Abstract

An extensive body of research exists detailing the decline in memory that occurs with healthy aging. Specifically, episodic memory has been shown to degrade over time in a wealth of paradigms varying in retrieval methods and cognitive load. One type of episodic memory that is particularly impaired with age is associative memory. Recent research investigating the discrepancies between memory for single items of information and memory for the association of such items has led to the Associative Deficit Hypothesis (ADH). Though this research has been extended to social associations such as face-name pairs, no studies to date have explored how personally meaningful social information at encoding impacts recognition. Our study aimed to address how aging affects memory for socially meaningful information using a face-word association. Younger and older adults were asked to encode three conditions of associative pairs (non-social, names, and traits) and their memory was immediately tested in a yes-no recognition task. Signal detection measures were used to explore recognition accuracy and decision making processes. Testing effects of age on hits, false alarms, discrimination and response bias measures revealed that associative memory was not preserved for the socially meaningful condition (traits) in older adults. Rather, the non-social condition enhanced hit rates across both age groups.
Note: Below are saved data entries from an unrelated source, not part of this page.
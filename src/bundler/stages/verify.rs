//! Output artifact verification.
//!
//! Purely observational: checks that the expected executable exists and reads
//! its size and checksum. Never retries.

use crate::bundler::{
    VerifiedArtifact, builder::calculate_sha256, error::ErrorExt, error::Result,
};
use std::{io, path::Path};

/// Outcome of checking the expected artifact path.
#[derive(Debug, Clone, PartialEq, Eq)]
pub enum Verification {
    /// A regular file exists at the path.
    Present(VerifiedArtifact),
    /// Nothing, or something other than a regular file, is at the path.
    Missing,
}

/// Check that the artifact exists and collect its metadata.
///
/// # Errors
///
/// Only IO failures other than "not found" are errors; a missing artifact is
/// [`Verification::Missing`].
pub async fn verify_artifact(path: &Path) -> Result<Verification> {
    let metadata = match tokio::fs::metadata(path).await {
        Ok(metadata) => metadata,
        Err(e) if e.kind() == io::ErrorKind::NotFound => {
            log::debug!("Artifact missing: {}", path.display());
            return Ok(Verification::Missing);
        }
        Err(e) => return Err(e).fs_context("reading artifact metadata", path),
    };

    if !metadata.is_file() {
        log::debug!("Artifact path is not a regular file: {}", path.display());
        return Ok(Verification::Missing);
    }

    let checksum = calculate_sha256(path).await?;
    Ok(Verification::Present(VerifiedArtifact {
        path: path.to_path_buf(),
        size: metadata.len(),
        checksum,
    }))
}

#[cfg(test)]
mod tests {
    use super::*;

    #[tokio::test]
    async fn absent_artifact_is_missing() {
        let dir = tempfile::tempdir().unwrap();
        let result = verify_artifact(&dir.path().join("dist/A.exe")).await.unwrap();
        assert_eq!(result, Verification::Missing);
    }

    #[tokio::test]
    async fn directory_in_place_of_artifact_is_missing() {
        let dir = tempfile::tempdir().unwrap();
        let path = dir.path().join("A.exe");
        std::fs::create_dir(&path).unwrap();
        assert_eq!(verify_artifact(&path).await.unwrap(), Verification::Missing);
    }

    #[tokio::test]
    async fn present_artifact_reports_size() {
        let dir = tempfile::tempdir().unwrap();
        let path = dir.path().join("A.exe");
        std::fs::write(&path, vec![0u8; 2048]).unwrap();

        match verify_artifact(&path).await.unwrap() {
            Verification::Present(artifact) => {
                assert_eq!(artifact.size, 2048);
                assert_eq!(artifact.path, path);
                assert_eq!(artifact.checksum.len(), 64);
            }
            Verification::Missing => panic!("artifact should be present"),
        }
    }
}
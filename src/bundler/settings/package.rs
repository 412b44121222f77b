//! Package identity and analysis inputs.

use std::path::{Path, PathBuf};

/// One bundled data mapping.
///
/// Copies `source` (file or directory, relative to the project) into the
/// frozen application at `destination`.
///
/// ```toml
/// [[data]]
/// source = "Tools"
/// destination = "Tools"
/// ```
#[derive(Clone, Debug, Eq, PartialEq, serde::Deserialize)]
#[serde(deny_unknown_fields)]
pub struct DataMapping {
    /// Path on disk.
    pub source: PathBuf,

    /// Directory inside the bundle. `"."` means the bundle root.
    pub destination: String,
}

impl DataMapping {
    /// Creates a mapping.
    pub fn new(source: impl Into<PathBuf>, destination: impl Into<String>) -> Self {
        Self {
            source: source.into(),
            destination: destination.into(),
        }
    }

    /// Returns the source path.
    pub fn source(&self) -> &Path {
        &self.source
    }

    /// Returns the destination inside the bundle.
    pub fn destination(&self) -> &str {
        &self.destination
    }
}

/// Package metadata and analysis inputs.
///
/// Everything the packager needs to find and freeze the application.
///
/// # Examples
///
/// ```no_run
/// use grp_build::bundler::{DataMapping, PackageSettings};
///
/// let package = PackageSettings {
///     name: "GRP_v1.0.0".into(),
///     version: Some("1.0.0".into()),
///     entry: "main.py".into(),
///     icon: Some("assets/icon.ico".into()),
///     data: vec![DataMapping::new("Tools", "Tools")],
///     hidden_imports: vec!["structlog".into()],
///     excludes: vec!["tkinter".into()],
/// };
/// ```
#[derive(Debug, Clone, Default)]
pub struct PackageSettings {
    /// Output executable name, without extension.
    pub name: String,

    /// Version string, a leading `v` is allowed.
    ///
    /// Default: None
    pub version: Option<String>,

    /// Entry script passed to the packager's analysis.
    pub entry: PathBuf,

    /// Icon resource for the executable.
    ///
    /// Default: None
    pub icon: Option<PathBuf>,

    /// Data files and directories bundled with the application.
    ///
    /// Default: Empty
    pub data: Vec<DataMapping>,

    /// Module names the packager must include even if analysis misses them.
    ///
    /// Default: Empty
    pub hidden_imports: Vec<String>,

    /// Module names the packager must leave out.
    ///
    /// Default: Empty
    pub excludes: Vec<String>,
}
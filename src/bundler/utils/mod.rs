//! Shared helpers for pipeline stages.

pub mod fs;
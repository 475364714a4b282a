//! Top-level error type shared across crates.

use thiserror::Error;

#[derive(Debug, Error, PartialEq, Eq)]
pub enum TypesError {
    #[error("product id must not be empty")]
    EmptyProductId,
}
//! Printable results of `legit verify`.

use legit_types::ProductId;
use legit_verification::{
    render_alert, render_badge, AlertView, BadgeView, ResultSlot, UiStore, VerificationOutcome,
};
use serde::Serialize;
use std::fmt::Write;

/// What one verified input ended up showing.
#[derive(Debug, Serialize)]
pub struct VerifyReport {
    pub input: String,
    pub outcome: VerificationOutcome,
    pub alert: Option<AlertView>,
    pub badge: Option<BadgeView>,
}

impl VerifyReport {
    /// Project the store's view of `input` after its attempt finished.
    pub fn collect(input: &str, outcome: VerificationOutcome, store: &UiStore) -> Self {
        let (slot, badge) = match ProductId::parse(input) {
            Ok(id) => {
                let badge = render_badge(store.badge(&id));
                (ResultSlot::Product(id), badge)
            }
            Err(_) => (ResultSlot::Main, None),
        };
        Self {
            input: input.to_string(),
            outcome,
            alert: render_alert(&store.slot(&slot)),
            badge,
        }
    }

    /// Human-readable block for terminal output.
    pub fn to_text(&self) -> String {
        let mut out = String::new();
        let label = if self.input.trim().is_empty() {
            "(empty)"
        } else {
            self.input.trim()
        };
        let badge = self.badge.as_ref().map_or("-", |b| b.label);
        let _ = writeln!(out, "== {label} [{badge}]");
        if let Some(alert) = &self.alert {
            for line in alert.message.lines() {
                let _ = writeln!(out, "  {line}");
            }
        }
        out
    }
}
Participants also better discriminated socially meaningful stimuli in comparison to social only (name) stimuli, however this finding was marginal, while response bias analyses revealed that young and older adults adopted a more conservative decision criterion for socially meaningful pairs, compared to social and non-social pairs. The implications of these findings are discussed and potential pitfalls in the methodology that could be addressed in future research are considered.